(Items from a data source)
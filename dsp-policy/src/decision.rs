//! Enforcement decisions returned to policy enforcement points.

use serde::{Deserialize, Serialize};

/// Allow/deny outcome of evaluating an agreement.
#[derive(Debug, Clone, PartialEq, Eq, Serialize, Deserialize)]
pub struct Decision {
    allowed: bool,
    message: String,
}

impl Decision {
    /// Returns an allow decision.
    #[must_use]
    pub fn allow(message: impl Into<String>) -> Self {
        Self {
            allowed: true,
            message: message.into(),
        }
    }

    /// Returns a deny decision with an explanatory reason.
    #[must_use]
    pub fn deny(reason: impl Into<String>) -> Self {
        Self {
            allowed: false,
            message: message_or_default(reason.into()),
        }
    }

    /// Returns true when access may proceed.
    #[must_use]
    pub fn is_allowed(&self) -> bool {
        self.allowed
    }

    /// Returns the human-readable explanation.
    #[must_use]
    pub fn message(&self) -> &str {
        &self.message
    }
}

fn message_or_default(message: String) -> String {
    if message.trim().is_empty() {
        "access denied".to_owned()
    } else {
        message
    }
}
//! Negotiation events published to audit and downstream collaborators.

use std::sync::{Arc, Mutex, PoisonError};

use dsp_primitives::{AgreementId, PidPair};
use serde::Serialize;
use tracing::info;

use crate::state::{NegotiationState, Role};

/// Event emitted by the dispatchers.
#[derive(Debug, Clone, PartialEq, Eq, Serialize)]
#[serde(tag = "type", rename_all = "camelCase")]
pub enum NegotiationEvent {
    /// A negotiation changed state.
    StateChanged {
        /// Negotiation pids.
        pids: PidPair,
        /// Local role.
        role: Role,
        /// Previous state; `None` for a new negotiation.
        from: Option<NegotiationState>,
        /// New state.
        to: NegotiationState,
    },
    /// An inbound offer waits for an operator decision.
    OfferNeedsReview {
        /// Negotiation pids.
        pids: PidPair,
        /// Local role.
        role: Role,
        /// Offer to review.
        offer_id: String,
    },
    /// A finalized agreement is ready for data transfer.
    TransferInitializationRequested {
        /// Negotiation pids.
        pids: PidPair,
        /// The finalized agreement.
        agreement_id: AgreementId,
    },
}

impl NegotiationEvent {
    /// Returns the pids of the negotiation the event concerns.
    #[must_use]
    pub fn pids(&self) -> &PidPair {
        match self {
            Self::StateChanged { pids, .. }
            | Self::OfferNeedsReview { pids, .. }
            | Self::TransferInitializationRequested { pids, .. } => pids,
        }
    }
}

/// Receives negotiation events.
pub trait EventPublisher: Send + Sync {
    /// Publishes the event.
    fn publish(&self, event: NegotiationEvent);
}

/// Publisher that logs events through `tracing`.
#[derive(Debug, Default, Clone, Copy)]
pub struct TracingEventPublisher;

impl EventPublisher for TracingEventPublisher {
    fn publish(&self, event: NegotiationEvent) {
        match &event {
            NegotiationEvent::StateChanged {
                pids,
                role,
                from,
                to,
            } => info!(%pids, %role, ?from, %to, "contract negotiation state changed"),
            NegotiationEvent::OfferNeedsReview {
                pids,
                role,
                offer_id,
            } => info!(%pids, %role, offer_id = %offer_id, "offer needs manual review"),
            NegotiationEvent::TransferInitializationRequested { pids, agreement_id } => {
                info!(%pids, %agreement_id, "transfer initialization requested");
            }
        }
    }
}

/// Publisher that keeps events in memory, for tests and demos.
#[derive(Debug, Default)]
pub struct CollectingPublisher {
    events: Mutex<Vec<NegotiationEvent>>,
}

impl CollectingPublisher {
    /// Creates a new collecting publisher.
    #[must_use]
    pub fn new() -> Arc<Self> {
        Arc::new(Self::default())
    }

    /// Returns a copy of the events published so far.
    #[must_use]
    pub fn events(&self) -> Vec<NegotiationEvent> {
        self.events
            .lock()
            .unwrap_or_else(PoisonError::into_inner)
            .clone()
    }

    /// Removes and returns the events published so far.
    #[must_use]
    pub fn drain(&self) -> Vec<NegotiationEvent> {
        let mut events = self.events.lock().unwrap_or_else(PoisonError::into_inner);
        events.drain(..).collect()
    }

    /// Counts events matching the predicate.
    #[must_use]
    pub fn count(&self, predicate: impl Fn(&NegotiationEvent) -> bool) -> usize {
        self.events
            .lock()
            .unwrap_or_else(PoisonError::into_inner)
            .iter()
            .filter(|event| predicate(event))
            .count()
    }
}

impl EventPublisher for CollectingPublisher {
    fn publish(&self, event: NegotiationEvent) {
        self.events
            .lock()
            .unwrap_or_else(PoisonError::into_inner)
            .push(event);
    }
}

/// Forwards every event to each inner publisher.
#[derive(Default)]
pub struct CompositePublisher {
    publishers: Vec<Arc<dyn EventPublisher>>,
}

impl CompositePublisher {
    /// Creates a composite from the supplied publishers.
    #[must_use]
    pub fn new<I>(publishers: I) -> Self
    where
        I: IntoIterator<Item = Arc<dyn EventPublisher>>,
    {
        Self {
            publishers: publishers.into_iter().collect(),
        }
    }
}

impl EventPublisher for CompositePublisher {
    fn publish(&self, event: NegotiationEvent) {
        for publisher in &self.publishers {
            publisher.publish(event.clone());
        }
    }
}
//! Offer validation against the provider's published catalog offers.

use std::collections::HashMap;
use std::sync::{PoisonError, RwLock};

use async_trait::async_trait;
use tracing::debug;

use crate::model::Offer;

/// Decides whether an inbound offer still matches something the provider
/// is willing to grant.
#[async_trait]
pub trait OfferValidator: Send + Sync {
    /// Returns `true` when the offer is acceptable.
    async fn is_offer_still_valid(&self, offer: &Offer) -> bool;
}

/// Validator backed by a set of published offers keyed by offer id.
///
/// An inbound offer is valid when an offer with the same id is published,
/// targets the same asset, and every inbound permission is found among the
/// published ones (see [`crate::compare_collection`]).
#[derive(Debug, Default)]
pub struct CatalogOfferValidator {
    offers: RwLock<HashMap<String, Offer>>,
}

impl CatalogOfferValidator {
    /// Creates an empty catalog.
    #[must_use]
    pub fn new() -> Self {
        Self::default()
    }

    /// Publishes an offer, replacing any previous offer with the same id.
    pub fn publish(&self, offer: Offer) {
        self.offers
            .write()
            .unwrap_or_else(PoisonError::into_inner)
            .insert(offer.id().to_owned(), offer);
    }

    /// Withdraws an offer. Returns `true` when it was published.
    pub fn withdraw(&self, offer_id: &str) -> bool {
        self.offers
            .write()
            .unwrap_or_else(PoisonError::into_inner)
            .remove(offer_id)
            .is_some()
    }
}

#[async_trait]
impl OfferValidator for CatalogOfferValidator {
    async fn is_offer_still_valid(&self, offer: &Offer) -> bool {
        let guard = self.offers.read().unwrap_or_else(PoisonError::into_inner);
        let Some(published) = guard.get(offer.id()) else {
            debug!(offer_id = offer.id(), "offer not published");
            return false;
        };
        let valid = offer.has_same_terms(published);
        if !valid {
            debug!(offer_id = offer.id(), "offer terms differ from catalog");
        }
        valid
    }
}

#[cfg(test)]
mod tests {
    use super::*;
    use crate::model::{Constraint, Permission};
    use crate::vocabulary::{Action, LeftOperand, Operator};

    fn offer(limit: &str) -> Offer {
        Offer::new("urn:offer:1", "urn:asset:1", "provider", "consumer").with_permission(
            Permission::new(Action::Use)
                .with_constraint(Constraint::new(LeftOperand::Count, Operator::Lteq, limit)),
        )
    }

    #[tokio::test]
    async fn published_offer_is_valid() {
        let catalog = CatalogOfferValidator::new();
        catalog.publish(offer("5"));

        assert!(catalog.is_offer_still_valid(&offer("5")).await);
        assert!(!catalog.is_offer_still_valid(&offer("50")).await);
    }

    #[tokio::test]
    async fn withdrawn_offer_is_invalid() {
        let catalog = CatalogOfferValidator::new();
        catalog.publish(offer("5"));
        assert!(catalog.withdraw("urn:offer:1"));

        assert!(!catalog.is_offer_still_valid(&offer("5")).await);
    }

    #[tokio::test]
    async fn inbound_offer_dropping_a_permission_still_matches() {
        let catalog = CatalogOfferValidator::new();
        catalog.publish(offer("5").with_permission(Permission::new(Action::Read)));

        // Containment check: the inbound offer only needs to be a subset.
        assert!(catalog.is_offer_still_valid(&offer("5")).await);
    }
}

* _Task prompt_
Repeat the entries above verbatim, but only from the line that has "pub fn pids(&self)" down to the line that has "Publisher that logs", inclusive.

* _Output for this exercise_
    pub fn pids(&self) -> &PidPair {
        match self {
            Self::StateChanged { pids, .. }
            | Self::OfferNeedsReview { pids, .. }
            | Self::TransferInitializationRequested { pids, .. } => pids,
        }
    }
}

/// Receives negotiation events.
pub trait EventPublisher: Send + Sync {
    /// Publishes the event.
    fn publish(&self, event: NegotiationEvent);
}

/// Publisher that logs events through `tracing`.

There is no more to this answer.